» **Work to complete**
From the entries below, please output exactly the lines starting at the one containing "pulse is playing." and ending at the one containing "nothing is selected.", both included.

Records for this exercise Block Start

//! Shared numeric constants for the scene crate.

// ── Gestures ────────────────────────────────────────────────────

/// Hold duration before a press on an object becomes a long-press.
pub const LONG_PRESS_MS: f64 = 800.0;

/// How long a transient intent (tap, placement) stays visible before reverting to idle.
pub const INTENT_REVERT_MS: f64 = 500.0;

/// Pointer travel in screen pixels that turns a press into a drag and cancels a long-press.
pub const MOVE_THRESHOLD_PX: f64 = 2.0;

/// Duration of the cosmetic scale pulse played on tap.
pub const BOUNCE_MS: f64 = 180.0;

// ── Transform limits ────────────────────────────────────────────

/// Smallest uniform scale reachable by pinching.
pub const MIN_SCALE: f64 = 0.5;

/// Largest uniform scale reachable by pinching.
pub const MAX_SCALE: f64 = 5.0;

// ── Camera ──────────────────────────────────────────────────────

/// Vertical field of view of the scene camera, in degrees.
pub const CAMERA_FOV_DEG: f64 = 75.0;

/// Distance from the camera to the placement plane (z = 0).
pub const CAMERA_DISTANCE: f64 = 5.0;

pub const CAMERA_NEAR: f64 = 0.1;
pub const CAMERA_FAR: f64 = 1000.0;

// ── Objects ─────────────────────────────────────────────────────

/// Half the edge length of an unscaled object, in world units. Used as the hit radius.
pub const OBJECT_HALF_EXTENT: f64 = 0.5;

/// Scale multiplier layered on the selected object's displayed view.
pub const SELECTED_SCALE_BOOST: f64 = 1.1;

/// Scale multiplier applied while the tap pulse is playing.
pub const BOUNCE_SCALE_BOOST: f64 = 1.25;

/// Half-life of the displayed view's approach toward its committed target.
pub const SMOOTHING_HALF_LIFE_MS: f64 = 60.0;

/// Saturation and lightness for randomly hued placement colors.
pub const PLACEMENT_SATURATION: f64 = 0.7;
pub const PLACEMENT_LIGHTNESS: f64 = 0.55;

// ── Bridge ──────────────────────────────────────────────────────

/// DOM id of the text node read by the automation harness.
pub const BRIDGE_ELEMENT_ID: &str = "ar_coords_textview";

/// Text published when nothing is selected.
pub const BRIDGE_SENTINEL_TEXT: &str = "-";

// ── HUD ─────────────────────────────────────────────────────────

/// Number of entries kept by the HUD log feed.
pub const LOG_CAPACITY: usize = 3;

Records for this exercise Block End

» **Answer**
/// Scale multiplier applied while the tap pulse is playing.
pub const BOUNCE_SCALE_BOOST: f64 = 1.25;

/// Half-life of the displayed view's approach toward its committed target.
pub const SMOOTHING_HALF_LIFE_MS: f64 = 60.0;

/// Saturation and lightness for randomly hued placement colors.
pub const PLACEMENT_SATURATION: f64 = 0.7;
pub const PLACEMENT_LIGHTNESS: f64 = 0.55;

// ── Bridge ──────────────────────────────────────────────────────

/// DOM id of the text node read by the automation harness.
pub const BRIDGE_ELEMENT_ID: &str = "ar_coords_textview";

/// Text published when nothing is selected.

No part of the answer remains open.